Même si le nouveau projet de Nas brille de par sa cohérence sonore et sa qualité globale, “Not For Radio”, “Cops Shot the Kid” et “everything” sont assurément les moments forts de Nasir. Pour le premier cité, la production tout en choeur et en tonalités grandiloquentes confère au morceau une dimension épique, renforcée par les superbes interventions de Puff Daddy et de la révélation 070 Shake, déjà présente sur “Ghost”, le meilleur morceau de Ye. Les différentes générations du rap new-yorkais entrent ici en communion. Sur “Cops Shot the Kid”, Kanye West sample le mythique “Children Story” de Slick Rick, apportant ici au morceau une portée aussi symbolique que les déchirants dernières paroles du morceau : “Cops shot the kid, I can still hear scream / Le flic a tiré sur l’enfant, je peux encore l’entendre crier.” Troisième véritable sommet de l’album, “everything” est quant à lui une longue fresque atmosphérique qui semble tout droit sorti de 808’s and Heartbreak du fait de ses sonorités mélancoliques et son refrain chanté par Kanye West. En un mot comme en cent, Yeezy a donc fourni un travail plus que solide sur Nasir.
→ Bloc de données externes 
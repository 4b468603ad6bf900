//! Command-line interface tests

use std::fs;

use assert_cmd::Command;
use pretty_assertions::assert_eq;
use tempfile::TempDir;

const SHELL: &str = r#"<!doctype html>
<html>
<body class="page">
<header class="site-header"></header>
</body>
</html>"#;

fn folio() -> Command {
    Command::new(env!("CARGO_BIN_EXE_folio"))
}

// ═══════════════════════════════════════════════════════════════════════
// sidebar-data
// ═══════════════════════════════════════════════════════════════════════

#[test]
fn test_sidebar_data_prints_menu_json() {
    let output = folio()
        .args(["sidebar-data", "--page", "hobbies.html"])
        .output()
        .expect("run sidebar-data");
    assert!(output.status.success());

    let data: serde_json::Value = serde_json::from_slice(&output.stdout).expect("json output");
    assert_eq!(data["title"], "Hobbies");
    assert_eq!(data["sections"].as_array().map(Vec::len), Some(1));
}

#[test]
fn test_sidebar_data_for_plain_page_fails() {
    let output = folio()
        .args(["sidebar-data", "--page", "about.html"])
        .output()
        .expect("run sidebar-data");
    assert_eq!(output.status.code(), Some(1));
    assert!(output.stdout.is_empty());

    let stderr = String::from_utf8(output.stderr).expect("utf8 stderr");
    assert!(stderr.contains("Page about.html has no secondary menu"));
}

// ═══════════════════════════════════════════════════════════════════════
// grid / export
// ═══════════════════════════════════════════════════════════════════════

#[test]
fn test_unknown_catalog_is_usage_error() {
    let output = folio().args(["grid", "recipes"]).output().expect("run grid");
    assert_eq!(output.status.code(), Some(2));

    let stderr = String::from_utf8(output.stderr).expect("utf8 stderr");
    assert!(stderr.contains("Unknown catalog: recipes"));
}

#[test]
fn test_export_groups_by_heading() {
    let output = folio().args(["export", "workspace"]).output().expect("run export");
    assert!(output.status.success());

    let data: serde_json::Value = serde_json::from_slice(&output.stdout).expect("json output");
    let headings: Vec<&str> = data
        .as_object()
        .expect("object")
        .keys()
        .map(String::as_str)
        .collect();
    assert!(headings.contains(&"Devices"));
    assert!(headings.contains(&"Accessories"));
}

// ═══════════════════════════════════════════════════════════════════════
// render
// ═══════════════════════════════════════════════════════════════════════

#[test]
fn test_render_writes_output_file() {
    let dir = TempDir::new().unwrap();
    let input = dir.path().join("workspace.html");
    let output_path = dir.path().join("out.html");
    fs::write(&input, SHELL).unwrap();

    let output = folio()
        .args(["render", "--location", "/pages/workspace.html", "--input"])
        .arg(&input)
        .arg("--output")
        .arg(&output_path)
        .output()
        .expect("run render");
    assert!(output.status.success());
    assert!(output.stdout.is_empty());

    let html = fs::read_to_string(&output_path).unwrap();
    assert!(html.starts_with("<!doctype html>"));
    assert!(html.contains(r#"<body class="page with-secondary-sidebar">"#));
    assert!(html.contains(r#"<header class="site-header"><div class="profile-section">"#));
    assert!(html.contains(r#"<aside class="secondary-sidebar active">"#));
    // The input shell is left alone.
    assert_eq!(fs::read_to_string(&input).unwrap(), SHELL);
}

#[test]
fn test_render_missing_input_fails() {
    let dir = TempDir::new().unwrap();
    let missing = dir.path().join("missing.html");

    let output = folio()
        .args(["render", "--location", "/index.html", "--input"])
        .arg(&missing)
        .output()
        .expect("run render");
    assert_eq!(output.status.code(), Some(1));

    let stderr = String::from_utf8(output.stderr).expect("utf8 stderr");
    assert!(stderr.contains("Failed to read"));
}

#[test]
fn test_invalid_config_is_reported() {
    let dir = TempDir::new().unwrap();
    let config = dir.path().join("site.json");
    fs::write(&config, "{ not json").unwrap();

    let output = folio()
        .arg("--config")
        .arg(&config)
        .args(["nav", "--location", "/index.html"])
        .output()
        .expect("run nav");
    assert_eq!(output.status.code(), Some(1));

    let stderr = String::from_utf8(output.stderr).expect("utf8 stderr");
    assert!(stderr.contains("Failed to load site configuration"));
}
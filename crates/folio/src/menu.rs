//! Sidebar menu shape shared by catalogs, the projects menu and the assembler

use serde::{Deserialize, Serialize};

use crate::icons::{self, Icon};
use crate::markup::Markup;

/// Placeholder anchor for content that does not exist yet.
pub const COMING_SOON: &str = "#coming-soon";

/// One link inside a sidebar section.
#[derive(Debug, Clone, PartialEq, Eq, Serialize, Deserialize)]
pub struct SidebarLink {
    /// Link target (an in-page `#anchor`, a page, or an absolute URL)
    pub href: String,

    /// Plain-text label, escaped when rendered
    pub label: String,

    /// Whether the link opens in a new tab
    #[serde(default, skip_serializing_if = "std::ops::Not::not")]
    pub external: bool,
}

impl SidebarLink {
    /// Create an internal link.
    pub fn new(href: impl Into<String>, label: impl Into<String>) -> Self {
        Self {
            href: href.into(),
            label: label.into(),
            external: false,
        }
    }

    /// Create a link that opens in a new tab.
    pub fn external(href: impl Into<String>, label: impl Into<String>) -> Self {
        Self {
            external: true,
            ..Self::new(href, label)
        }
    }

    /// In-page anchor link to the element with the given id.
    pub fn anchor(id: &str, label: impl Into<String>) -> Self {
        Self::new(format!("#{}", id), label)
    }

    /// The "not yet available" placeholder link.
    pub fn coming_soon() -> Self {
        Self::new(COMING_SOON, "Coming soon...")
    }

    /// Check whether this link is the inert placeholder.
    pub fn is_placeholder(&self) -> bool {
        self.href == COMING_SOON
    }
}

/// A heading plus the links listed under it.
#[derive(Debug, Clone, PartialEq, Eq, Serialize, Deserialize)]
pub struct SidebarSection {
    /// Rendered heading (plain escaped text or a decorated heading)
    pub heading: Markup,

    /// Links in display order
    pub links: Vec<SidebarLink>,
}

impl SidebarSection {
    /// Create a section.
    pub fn new(heading: Markup, links: Vec<SidebarLink>) -> Self {
        Self { heading, links }
    }
}

/// Secondary menu description for one page family.
#[derive(Debug, Clone, PartialEq, Eq, Serialize, Deserialize)]
pub struct SidebarData {
    /// Menu title, shown above the mobile variant
    pub title: String,

    /// Sections in display order
    pub sections: Vec<SidebarSection>,
}

impl SidebarData {
    /// Create menu data.
    pub fn new(title: impl Into<String>, sections: Vec<SidebarSection>) -> Self {
        Self {
            title: title.into(),
            sections,
        }
    }

    /// Menu with a title and no sections.
    pub fn empty(title: impl Into<String>) -> Self {
        Self::new(title, Vec::new())
    }

    /// Total number of links across all sections.
    pub fn link_count(&self) -> usize {
        self.sections.iter().map(|s| s.links.len()).sum()
    }
}

/// Heading with a leading icon and a count badge.
pub fn decorated_heading(icon: Icon, label: &str, count: usize) -> Markup {
    Markup::raw(format!(
        r#"<span class="category-with-icon">{}{}</span><span class="count-badge">{}</span>"#,
        icons::inline(icon),
        Markup::text(label),
        count
    ))
}

#[cfg(test)]
mod tests {
    use super::*;

    #[test]
    fn test_anchor_link() {
        let link = SidebarLink::anchor("beats-pill", "Beats Pill");
        assert_eq!(link.href, "#beats-pill");
        assert!(!link.external);
        assert!(!link.is_placeholder());
    }

    #[test]
    fn test_coming_soon_is_placeholder() {
        assert!(SidebarLink::coming_soon().is_placeholder());
    }

    #[test]
    fn test_decorated_heading_contains_badge() {
        let heading = decorated_heading(Icon::Bookmarks, "Bookmarks", 7);
        assert!(heading
            .as_str()
            .ends_with(r#"Bookmarks</span><span class="count-badge">7</span>"#));
        assert!(heading.as_str().starts_with(r#"<span class="category-with-icon"><svg"#));
    }

    #[test]
    fn test_link_count() {
        let data = SidebarData::new(
            "Test",
            vec![
                SidebarSection::new(Markup::text("A"), vec![SidebarLink::coming_soon()]),
                SidebarSection::new(
                    Markup::text("B"),
                    vec![SidebarLink::anchor("x", "X"), SidebarLink::anchor("y", "Y")],
                ),
            ],
        );
        assert_eq!(data.link_count(), 3);
        assert_eq!(SidebarData::empty("Empty").link_count(), 0);
    }
}
//! Registry of sidebar-data accessors
//!
//! Each page family that owns a secondary menu is served by an accessor
//! registered under its [`CatalogName`]. Accessors are optional
//! collaborators: resolving a name with nothing registered yields an empty
//! menu instead of an error, so a page never loses its navigation because
//! one catalog was left out.
//!
//! ```text
//! ┌──────────────────┐  resolve(name)  ┌────────────────────────────┐
//! │ SidebarAssembler │ ──────────────→ │ SidebarRegistry            │
//! └──────────────────┘                 │  workspace → fn() → Data   │
//!                                      │  hobbies   → fn() → Data   │
//!                                      │  (missing) → empty(title)  │
//!                                      └────────────────────────────┘
//! ```

use std::fmt;
use std::sync::Arc;

use indexmap::IndexMap;
use serde::{Deserialize, Serialize};
use tracing::debug;

use crate::catalog::CatalogKind;
use crate::menu::SidebarData;

/// Page families that own a secondary menu.
#[derive(Debug, Clone, Copy, PartialEq, Eq, Hash, Serialize, Deserialize)]
#[serde(rename_all = "lowercase")]
pub enum CatalogName {
    /// `workspace.html`
    Workspace,
    /// `hobbies.html`
    Hobbies,
    /// `bookmarks.html`
    Bookmarks,
    /// `projects.html` and project sub-pages
    Projects,
}

impl CatalogName {
    /// Pages that belong to the projects family.
    pub const PROJECT_PAGES: [&'static str; 2] = ["projects.html", "pythonleague.html"];

    /// Map a page file name to the catalog that owns its secondary menu.
    ///
    /// Matching is exact; `workspace.html.bak` or `old-hobbies.html` map to
    /// nothing.
    pub fn for_page(page: &str) -> Option<Self> {
        match page {
            "workspace.html" => Some(CatalogName::Workspace),
            "hobbies.html" => Some(CatalogName::Hobbies),
            "bookmarks.html" => Some(CatalogName::Bookmarks),
            p if Self::PROJECT_PAGES.contains(&p) => Some(CatalogName::Projects),
            _ => None,
        }
    }

    /// Lower-case name.
    pub fn as_str(self) -> &'static str {
        match self {
            CatalogName::Workspace => "workspace",
            CatalogName::Hobbies => "hobbies",
            CatalogName::Bookmarks => "bookmarks",
            CatalogName::Projects => "projects",
        }
    }

    /// Menu title used when no accessor is registered.
    pub fn title(self) -> &'static str {
        match self {
            CatalogName::Workspace => "Workspace",
            CatalogName::Hobbies => "Hobbies",
            CatalogName::Bookmarks => "Bookmarks",
            CatalogName::Projects => "Projects",
        }
    }
}

impl From<CatalogKind> for CatalogName {
    fn from(kind: CatalogKind) -> Self {
        match kind {
            CatalogKind::Workspace => CatalogName::Workspace,
            CatalogKind::Hobbies => CatalogName::Hobbies,
            CatalogKind::Bookmarks => CatalogName::Bookmarks,
        }
    }
}

impl fmt::Display for CatalogName {
    fn fmt(&self, f: &mut fmt::Formatter<'_>) -> fmt::Result {
        f.write_str(self.as_str())
    }
}

/// A function producing a page family's secondary menu.
pub type SidebarAccessor = Arc<dyn Fn() -> SidebarData + Send + Sync>;

/// Sidebar-data accessors keyed by catalog name, in registration order.
#[derive(Clone, Default)]
pub struct SidebarRegistry {
    accessors: IndexMap<CatalogName, SidebarAccessor>,
}

impl SidebarRegistry {
    /// Create an empty registry.
    pub fn new() -> Self {
        Self {
            accessors: IndexMap::new(),
        }
    }

    /// Registry with the three built-in catalogs and the projects menu.
    pub fn with_builtin() -> Self {
        let mut registry = Self::new();
        for kind in CatalogKind::ALL {
            registry.register_fn(kind.into(), move || kind.builtin().sidebar_data());
        }
        registry.register_fn(CatalogName::Projects, crate::projects::sidebar_data);
        registry
    }

    /// Register an accessor, replacing any previous one for `name`.
    pub fn register(&mut self, name: CatalogName, accessor: SidebarAccessor) {
        self.accessors.insert(name, accessor);
    }

    /// Register a plain function or closure as an accessor.
    pub fn register_fn<F>(&mut self, name: CatalogName, accessor: F)
    where
        F: Fn() -> SidebarData + Send + Sync + 'static,
    {
        self.register(name, Arc::new(accessor));
    }

    /// Remove an accessor. Returns whether one was registered.
    pub fn unregister(&mut self, name: CatalogName) -> bool {
        self.accessors.shift_remove(&name).is_some()
    }

    /// Look up an accessor.
    pub fn get(&self, name: CatalogName) -> Option<&SidebarAccessor> {
        self.accessors.get(&name)
    }

    /// Check whether an accessor is registered.
    pub fn contains(&self, name: CatalogName) -> bool {
        self.accessors.contains_key(&name)
    }

    /// Registered names in registration order.
    pub fn names(&self) -> impl Iterator<Item = CatalogName> + '_ {
        self.accessors.keys().copied()
    }

    /// Number of registered accessors.
    pub fn len(&self) -> usize {
        self.accessors.len()
    }

    /// Check whether the registry is empty.
    pub fn is_empty(&self) -> bool {
        self.accessors.is_empty()
    }

    /// Sidebar data for `name`, or an empty menu titled after it.
    pub fn resolve(&self, name: CatalogName) -> SidebarData {
        match self.accessors.get(&name) {
            Some(accessor) => accessor(),
            None => {
                debug!(catalog = %name, "no sidebar accessor registered, using empty menu");
                SidebarData::empty(name.title())
            }
        }
    }
}

impl fmt::Debug for SidebarRegistry {
    fn fmt(&self, f: &mut fmt::Formatter<'_>) -> fmt::Result {
        f.debug_struct("SidebarRegistry")
            .field("accessors", &self.accessors.keys().collect::<Vec<_>>())
            .finish()
    }
}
Photo : Eddie Lee/Hypebeast

Dès la cover de son album, Nas a souhaité donné le ton de Nasir. Cette photo de Mary Ellen Mark a en effet été prise en 1988 dans la ville de Dallas et figure au sein d’une série intitulée “The War Zone”, une plongée dans les ghettos noirs des villes du Texas ravagées par l’épidémie du crack. Oeuvre intensément politique, le nouvel album du rappeur du Queens évoque sur chacun de ses morceaux les dysfonctionnements de la société américaine, de la récurrence des violences policières sur “Cop Shot the Kid” à la récente controverse du Starbucks de Philadelphie sur “everyday.” Sur le morceau d’introduction du projet, “Not For Radio”, Nas enchaîne les arguments en faveur de la cause noire, en kickant comme à la belle époque, se montrant souvent juste mais parfois complètement à côté de la plaque et versant dans la désinformation, comme lorsqu’il proclame : “Fox News was created by black dude / Fox News a été créé par un mec noir”, alors que la chaîne conservatrice  a été lancée en 1996 par le magnat des médias Rupert Murdoch.

Moins tranchant que sur le glacial Illmatic, Nas prouve qu’il n’a tout de même rien perdu de sa plume aiguisée, de son flow enragé et de son regard acéré sur les problèmes de la communauté noire dans l’Amérique contemporaine. Malgré le propos engagé et souvent légitime du new-yorkais, difficile de ne pas voir dans le fond de Nasir un certain anachronisme. Plusieurs journalistes américains ont en effet déploré que Nas ait décidé de s’adjuger les services de Kanye West pour enregistrer un projet profondément marqué par les questions politiques et sur ce que veut dire être noir aux Etats-Unis en 2018. Le contexte étrange instauré par les multiples controverses créées par Kanye West ces dernières semaines, de ses propos sur l’esclavage à ses soutiens répétées au président Trump et à Candace Owens, tête d’affiche de l’extrême droit américaine et fervente opposante au mouvement Black Lives Matter, créent un véritable conflit interne au sein de Nasir. Le propos engagé de Nas s’en retrouve en quelque sorte atténué, ou du moins, il perd en authenticité.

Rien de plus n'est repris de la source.